2:22Klik op Spelen om te leren hoe u een schaakbord opzet
Hoe te winnen
Als de koning van een speler wordt aangevallen en met gevangenneming wordt bedreigd, zeg je dat de koning schaak staat. Wanneer hij schaak staat, moet die speler actie ondernemen om te voorkomen dat zijn koning wordt geslagen door de koning te verplaatsen, het aanvallende stuk te slaan of, behalve in het geval dat een paard de aanval schaak blokkeert.
Je wint het spel via schaakmat, waarbij je de koning van je tegenstander zodanig aanvalt dat hij niet kan voorkomen dat hij wordt geslagen. Om het spel te winnen, verovert de winnende speler de vijandelijke koning niet echt; zodra verovering onvermijdelijk is, heeft schaakmat plaatsgevonden en is het spel afgelopen. Een speler die weet dat een nederlaag onvermijdelijk is, kan ook het spel opgeven in plaats van te wachten om schaakmat te staan.

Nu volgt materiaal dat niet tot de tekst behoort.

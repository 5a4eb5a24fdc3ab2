//! Page-grained disk I/O for ShaleDB.

pub mod manager;

pub use manager::{DiskManager, DiskManagerConfig};
//! Extendible hash table, used as the buffer pool's page table.

use parking_lot::Mutex;
use std::hash::{BuildHasher, BuildHasherDefault, DefaultHasher, Hash};

/// A dynamically growing hash table with a power-of-two directory and
/// per-bucket local depth.
///
/// Overflowing a bucket splits that bucket alone, doubling the directory
/// only when the bucket's local depth has caught up with the global depth.
/// A single internal mutex serialises all operations.
///
/// The hasher is a type parameter so tests can script collisions; the
/// default hasher is deterministic across runs.
pub struct ExtendibleHashTable<K, V, S = BuildHasherDefault<DefaultHasher>> {
    bucket_size: usize,
    hasher: S,
    inner: Mutex<TableInner<K, V>>,
}

struct TableInner<K, V> {
    global_depth: u32,
    num_buckets: usize,
    /// Directory of 2^global_depth entries, each an index into `buckets`.
    /// dir[i] == dir[j] iff i ≡ j (mod 2^local_depth of that bucket).
    dir: Vec<usize>,
    buckets: Vec<Bucket<K, V>>,
}

struct Bucket<K, V> {
    local_depth: u32,
    /// Entries in insertion order.
    entries: Vec<(K, V)>,
}

impl<K, V> ExtendibleHashTable<K, V, BuildHasherDefault<DefaultHasher>>
where
    K: Hash + Eq + Clone,
    V: Clone,
{
    /// Creates a table whose buckets hold up to `bucket_size` entries.
    pub fn new(bucket_size: usize) -> Self {
        Self::with_hasher(bucket_size, BuildHasherDefault::default())
    }
}

impl<K, V, S> ExtendibleHashTable<K, V, S>
where
    K: Hash + Eq + Clone,
    V: Clone,
    S: BuildHasher,
{
    /// Creates a table with a caller-provided hasher.
    pub fn with_hasher(bucket_size: usize, hasher: S) -> Self {
        assert!(bucket_size >= 1, "bucket_size must be at least 1");
        Self {
            bucket_size,
            hasher,
            inner: Mutex::new(TableInner {
                global_depth: 0,
                num_buckets: 1,
                dir: vec![0],
                buckets: vec![Bucket {
                    local_depth: 0,
                    entries: Vec::new(),
                }],
            }),
        }
    }

    /// Directory slot for a key at the given global depth.
    fn index_of(&self, key: &K, global_depth: u32) -> usize {
        let mask = (1usize << global_depth) - 1;
        (self.hasher.hash_one(key) as usize) & mask
    }

    /// Looks up a key.
    pub fn find(&self, key: &K) -> Option<V> {
        let inner = self.inner.lock();
        let idx = self.index_of(key, inner.global_depth);
        let bucket = &inner.buckets[inner.dir[idx]];
        bucket
            .entries
            .iter()
            .find(|(k, _)| k == key)
            .map(|(_, v)| v.clone())
    }

    /// Removes a key. Returns true if it was present.
    pub fn remove(&self, key: &K) -> bool {
        let mut inner = self.inner.lock();
        let idx = self.index_of(key, inner.global_depth);
        let bucket_idx = inner.dir[idx];
        let bucket = &mut inner.buckets[bucket_idx];
        if let Some(pos) = bucket.entries.iter().position(|(k, _)| k == key) {
            bucket.entries.remove(pos);
            return true;
        }
        false
    }

    /// Inserts a key-value pair, overwriting any existing value for the key.
    ///
    /// When the target bucket is full the bucket splits and insertion is
    /// retried; a split that fails to separate the colliding keys simply
    /// triggers the next split on the retry.
    pub fn insert(&self, key: K, value: V) {
        let mut inner = self.inner.lock();
        loop {
            let idx = self.index_of(&key, inner.global_depth);
            let bucket_idx = inner.dir[idx];

            {
                let bucket = &mut inner.buckets[bucket_idx];
                if let Some(entry) = bucket.entries.iter_mut().find(|(k, _)| *k == key) {
                    entry.1 = value;
                    return;
                }
                if bucket.entries.len() < self.bucket_size {
                    bucket.entries.push((key, value));
                    return;
                }
            }

            let local_depth = inner.buckets[bucket_idx].local_depth;
            if local_depth == inner.global_depth {
                // Double the directory, duplicating every entry so all
                // existing aliases are preserved.
                let copy = inner.dir.clone();
                inner.dir.extend(copy);
                inner.global_depth += 1;
                log::debug!(
                    "extendible hash directory doubled to depth {}",
                    inner.global_depth
                );
            }

            // Split: the old slot becomes the low half, a fresh bucket the
            // high half, distinguished by the bit at `local_depth`.
            let old_entries = std::mem::take(&mut inner.buckets[bucket_idx].entries);
            inner.buckets[bucket_idx].local_depth = local_depth + 1;
            let high_idx = inner.buckets.len();
            inner.buckets.push(Bucket {
                local_depth: local_depth + 1,
                entries: Vec::new(),
            });
            inner.num_buckets += 1;

            let offset = idx & ((1usize << local_depth) - 1);
            let fanout = 1usize << (inner.global_depth - local_depth);
            for j in 0..fanout {
                let dir_idx = (j << local_depth) + offset;
                inner.dir[dir_idx] = if j & 1 == 0 { bucket_idx } else { high_idx };
            }

            let global_depth = inner.global_depth;
            for (k, v) in old_entries {
                let i = self.index_of(&k, global_depth);
                let b = inner.dir[i];
                inner.buckets[b].entries.push((k, v));
            }
            // Retry from the top with the refined directory.
        }
    }

    /// Returns the global depth of the directory.
    pub fn global_depth(&self) -> u32 {
        self.inner.lock().global_depth
    }

    /// Returns the local depth of the bucket at the given directory slot.
    pub fn local_depth(&self, dir_index: usize) -> u32 {
        let inner = self.inner.lock();
        inner.buckets[inner.dir[dir_index]].local_depth
    }

    /// Returns the number of distinct buckets.
    pub fn num_buckets(&self) -> usize {
        self.inner.lock().num_buckets
    }

    /// Returns the total number of entries.
    pub fn len(&self) -> usize {
        let inner = self.inner.lock();
        let mut seen = vec![false; inner.buckets.len()];
        let mut count = 0;
        for &b in &inner.dir {
            if !seen[b] {
                seen[b] = true;
                count += inner.buckets[b].entries.len();
            }
        }
        count
    }

    /// Returns true if the table holds no entries.
    pub fn is_empty(&self) -> bool {
        self.len() == 0
    }
}

#[cfg(test)]
mod tests {
    use super::*;
    use std::hash::Hasher;

    /// Hashes an integer to itself, so tests can script directory slots.
    #[derive(Default, Clone)]
    struct IdentityHasher(u64);

    impl Hasher for IdentityHasher {
        fn finish(&self) -> u64 {
            self.0
        }

        fn write(&mut self, bytes: &[u8]) {
            let mut buf = [0u8; 8];
            let len = bytes.len().min(8);
            buf[..len].copy_from_slice(&bytes[..len]);
            self.0 = u64::from_le_bytes(buf);
        }

        fn write_i32(&mut self, n: i32) {
            self.0 = n as u64;
        }

        fn write_u64(&mut self, n: u64) {
            self.0 = n;
        }
    }

    type IdentityTable<V> = ExtendibleHashTable<i32, V, BuildHasherDefault<IdentityHasher>>;

    fn identity_table<V: Clone>(bucket_size: usize) -> IdentityTable<V> {
        ExtendibleHashTable::with_hasher(bucket_size, BuildHasherDefault::default())
    }

    #[test]
    fn test_hash_table_new() {
        let table: ExtendibleHashTable<i32, i32> = ExtendibleHashTable::new(4);
        assert_eq!(table.global_depth(), 0);
        assert_eq!(table.num_buckets(), 1);
        assert!(table.is_empty());
    }

    #[test]
    fn test_hash_table_insert_find() {
        let table = ExtendibleHashTable::new(4);

        table.insert(1, "a");
        table.insert(2, "b");
        table.insert(3, "c");

        assert_eq!(table.find(&1), Some("a"));
        assert_eq!(table.find(&2), Some("b"));
        assert_eq!(table.find(&3), Some("c"));
        assert_eq!(table.find(&4), None);
        assert_eq!(table.len(), 3);
    }

    #[test]
    fn test_hash_table_overwrite() {
        let table = ExtendibleHashTable::new(4);

        table.insert(1, 10);
        table.insert(1, 20);

        assert_eq!(table.find(&1), Some(20));
        assert_eq!(table.len(), 1);
    }

    #[test]
    fn test_hash_table_remove() {
        let table = ExtendibleHashTable::new(4);

        table.insert(1, "a");
        assert!(table.remove(&1));
        assert_eq!(table.find(&1), None);
        assert!(!table.remove(&1));
        assert!(table.is_empty());
    }

    #[test]
    fn test_hash_table_split_separates_keys() {
        // bucket_size 1 forces a split on the second insert; keys 0 and 1
        // differ in the lowest bit so one split suffices.
        let table: IdentityTable<&str> = identity_table(1);

        table.insert(0, "even");
        table.insert(1, "odd");

        assert_eq!(table.global_depth(), 1);
        assert_eq!(table.num_buckets(), 2);
        assert_eq!(table.find(&0), Some("even"));
        assert_eq!(table.find(&1), Some("odd"));
    }

    #[test]
    fn test_hash_table_split_chain_on_colliding_low_bits() {
        // Keys 0, 4, 8 share their low two bits, so inserting 8 must split
        // repeatedly (retry loop) until depth 3 separates 4 from 0 and 8.
        let table: IdentityTable<i32> = identity_table(2);

        table.insert(0, 0);
        table.insert(4, 40);
        assert_eq!(table.global_depth(), 0);

        table.insert(8, 80);

        assert_eq!(table.global_depth(), 3);
        assert_eq!(table.local_depth(0), 3);
        assert_eq!(table.local_depth(4), 3);
        assert_eq!(table.find(&0), Some(0));
        assert_eq!(table.find(&4), Some(40));
        assert_eq!(table.find(&8), Some(80));
        assert_eq!(table.len(), 3);
    }

    #[test]
    fn test_hash_table_directory_aliasing() {
        // After one split at global depth 2, unsplit buckets must still be
        // reachable through both of their directory aliases.
        let table: IdentityTable<i32> = identity_table(2);

        table.insert(0, 0);
        table.insert(2, 2);
        table.insert(4, 4); // splits: 0/4 vs 2

        assert!(table.global_depth() >= 2);
        assert_eq!(table.find(&0), Some(0));
        assert_eq!(table.find(&2), Some(2));
        assert_eq!(table.find(&4), Some(4));

        // The odd-keys bucket never split, so it keeps local depth 1 and is
        // reachable through both dir[1] and dir[3].
        assert_eq!(table.global_depth(), 2);
        assert_eq!(table.local_depth(1), 1);
        assert_eq!(table.local_depth(3), 1);
    }

    #[test]
    fn test_hash_table_many_inserts() {
        let table = ExtendibleHashTable::new(4);

        for i in 0..500 {
            table.insert(i, i * 2);
        }
        assert_eq!(table.len(), 500);
        for i in 0..500 {
            assert_eq!(table.find(&i), Some(i * 2));
        }
        assert!(table.num_buckets() > 1);
    }

    #[test]
    fn test_hash_table_insert_remove_interleaved() {
        let table = ExtendibleHashTable::new(2);

        for i in 0..100 {
            table.insert(i, i);
        }
        for i in (0..100).step_by(2) {
            assert!(table.remove(&i));
        }
        for i in 0..100 {
            if i % 2 == 0 {
                assert_eq!(table.find(&i), None);
            } else {
                assert_eq!(table.find(&i), Some(i));
            }
        }
        assert_eq!(table.len(), 50);
    }

    #[test]
    fn test_hash_table_local_depth_never_exceeds_global() {
        let table = ExtendibleHashTable::new(2);
        for i in 0..200 {
            table.insert(i, i);
        }
        let global = table.global_depth();
        for slot in 0..(1usize << global) {
            assert!(table.local_depth(slot) <= global);
        }
    }
}
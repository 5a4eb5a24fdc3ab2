//! Page identifiers and on-disk constants.

use serde::{Deserialize, Serialize};

/// Size of a disk page in bytes (4 KB).
pub const PAGE_SIZE: usize = 4096;

/// Identifier of a page on disk. Assigned by the buffer pool at creation
/// and stable for the page's lifetime.
pub type PageId = i32;

/// Sentinel page id meaning "no page".
pub const INVALID_PAGE_ID: PageId = -1;

/// Page id of the index header page. Reserved; never handed out by the
/// buffer pool's allocator.
pub const HEADER_PAGE_ID: PageId = 0;

/// Index of a slot in the buffer pool's frame array.
pub type FrameId = usize;

/// Record locator: identifies a tuple by its heap page and slot number.
///
/// This is the value type stored in B+ tree leaves. Serialized as 8 bytes:
/// page_id (4, LE) followed by slot (4, LE).
#[derive(Debug, Clone, Copy, PartialEq, Eq, Hash, Serialize, Deserialize)]
pub struct Rid {
    /// Page holding the record.
    pub page_id: PageId,
    /// Slot number within the page.
    pub slot: u32,
}

impl Rid {
    /// Serialized size in bytes.
    pub const SIZE: usize = 8;

    /// Creates a new record locator.
    pub fn new(page_id: PageId, slot: u32) -> Self {
        Self { page_id, slot }
    }

    /// Serializes to bytes.
    pub fn to_bytes(&self) -> [u8; Self::SIZE] {
        let mut buf = [0u8; Self::SIZE];
        buf[0..4].copy_from_slice(&self.page_id.to_le_bytes());
        buf[4..8].copy_from_slice(&self.slot.to_le_bytes());
        buf
    }

    /// Deserializes from bytes.
    pub fn from_bytes(buf: &[u8]) -> Self {
        Self {
            page_id: i32::from_le_bytes([buf[0], buf[1], buf[2], buf[3]]),
            slot: u32::from_le_bytes([buf[4], buf[5], buf[6], buf[7]]),
        }
    }
}

impl std::fmt::Display for Rid {
    fn fmt(&self, f: &mut std::fmt::Formatter<'_>) -> std::fmt::Result {
        write!(f, "{}:{}", self.page_id, self.slot)
    }
}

Het spel kan eindigen in een gelijkspel, waarbij er geen winnaar is. De meest gebruikelijke manier om een spel te tekenen, is door een patstelling. Andere remises zijn onder meer drievoudige herhaling waarbij dezelfde positie drie keer voorkomt met dezelfde speler om te zetten en de regel van 50 zetten, waarbij geen pion is verplaatst en geen stuk is geslagen gedurende 50 opeenvolgende zetten door elke speler.